● **Records for this task**
BEGIN

// SPDX-License-Identifier: MIT OR Apache-2.0
//! The Relay delivery engine.
//!
//! Single entry point: [`RelayEngine::publish`]. A publish validates its
//! subjects, normalizes the budget, runs the pre-persist budget checks,
//! resolves subscribers from the endpoint registry, persists the envelope,
//! fans out through the subscription bus, and finalizes the envelope status.
//! Domain-level problems (budget rejections, zero subscribers) never throw
//! across the publish boundary; they become dead-letter records and
//! receipts with `delivered_to == 0`.
#![deny(unsafe_code)]

/// Pre-persist budget evaluation.
pub mod budget;
/// Cancellation primitive for in-flight publishes.
pub mod cancel;

pub use cancel::CancellationToken;

use chrono::Utc;
use relay_bus::{DeliveryResult, Signal, SubscriptionBus};
use relay_core::{
    Budget, BudgetOverrides, DeadLetter, DeadLetterReason, Envelope, MessageStatus,
    PublishReceipt, Span, SpanEvent,
};
use relay_store::{
    DeadLetterStore, EndpointRegistry, MessageStore, Store, StoreError, TraceStore,
};
use relay_subject::subject_hash;
use serde::Serialize;
use std::sync::Arc;
use std::sync::atomic::{AtomicU64, Ordering::Relaxed};
use std::time::Duration;
use tracing::{debug, info, warn};
use uuid::Uuid;

// ---------------------------------------------------------------------------
// Errors
// ---------------------------------------------------------------------------

/// Errors a publish can raise across the API boundary.
///
/// Budget rejections are *not* here: they return a normal receipt with
/// `delivered_to == 0` plus a dead-letter record.
#[derive(Debug, thiserror::Error)]
pub enum PublishError {
    /// A subject failed grammar validation.
    #[error("invalid subject: {0}")]
    InvalidSubject(#[from] relay_subject::SubjectError),

    /// The caller cancelled before the envelope was persisted.
    #[error("publish cancelled before persistence")]
    Cancelled,

    /// The durable store failed; the envelope was not committed.
    #[error("storage: {0}")]
    Storage(#[from] StoreError),
}

// ---------------------------------------------------------------------------
// Requests
// ---------------------------------------------------------------------------

/// Link from a derived publish back to the envelope whose handler issued it.
#[derive(Debug, Clone, Copy)]
pub struct Parent {
    /// Trace the derived envelope joins.
    pub trace_id: Uuid,
    /// Envelope whose subscriber re-published.
    pub message_id: Uuid,
}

END

● **Prompt**
Every line of the material should come back unchanged.

● **Finished task**
// SPDX-License-Identifier: MIT OR Apache-2.0
//! The Relay delivery engine.
//!
//! Single entry point: [`RelayEngine::publish`]. A publish validates its
//! subjects, normalizes the budget, runs the pre-persist budget checks,
//! resolves subscribers from the endpoint registry, persists the envelope,
//! fans out through the subscription bus, and finalizes the envelope status.
//! Domain-level problems (budget rejections, zero subscribers) never throw
//! across the publish boundary; they become dead-letter records and
//! receipts with `delivered_to == 0`.
#![deny(unsafe_code)]

/// Pre-persist budget evaluation.
pub mod budget;
/// Cancellation primitive for in-flight publishes.
pub mod cancel;

pub use cancel::CancellationToken;

use chrono::Utc;
use relay_bus::{DeliveryResult, Signal, SubscriptionBus};
use relay_core::{
    Budget, BudgetOverrides, DeadLetter, DeadLetterReason, Envelope, MessageStatus,
    PublishReceipt, Span, SpanEvent,
};
use relay_store::{
    DeadLetterStore, EndpointRegistry, MessageStore, Store, StoreError, TraceStore,
};
use relay_subject::subject_hash;
use serde::Serialize;
use std::sync::Arc;
use std::sync::atomic::{AtomicU64, Ordering::Relaxed};
use std::time::Duration;
use tracing::{debug, info, warn};
use uuid::Uuid;

// ---------------------------------------------------------------------------
// Errors
// ---------------------------------------------------------------------------

/// Errors a publish can raise across the API boundary.
///
/// Budget rejections are *not* here: they return a normal receipt with
/// `delivered_to == 0` plus a dead-letter record.
#[derive(Debug, thiserror::Error)]
pub enum PublishError {
    /// A subject failed grammar validation.
    #[error("invalid subject: {0}")]
    InvalidSubject(#[from] relay_subject::SubjectError),

    /// The caller cancelled before the envelope was persisted.
    #[error("publish cancelled before persistence")]
    Cancelled,

    /// The durable store failed; the envelope was not committed.
    #[error("storage: {0}")]
    Storage(#[from] StoreError),
}

// ---------------------------------------------------------------------------
// Requests
// ---------------------------------------------------------------------------

/// Link from a derived publish back to the envelope whose handler issued it.
#[derive(Debug, Clone, Copy)]
pub struct Parent {
    /// Trace the derived envelope joins.
    pub trace_id: Uuid,
    /// Envelope whose subscriber re-published.
    pub message_id: Uuid,
}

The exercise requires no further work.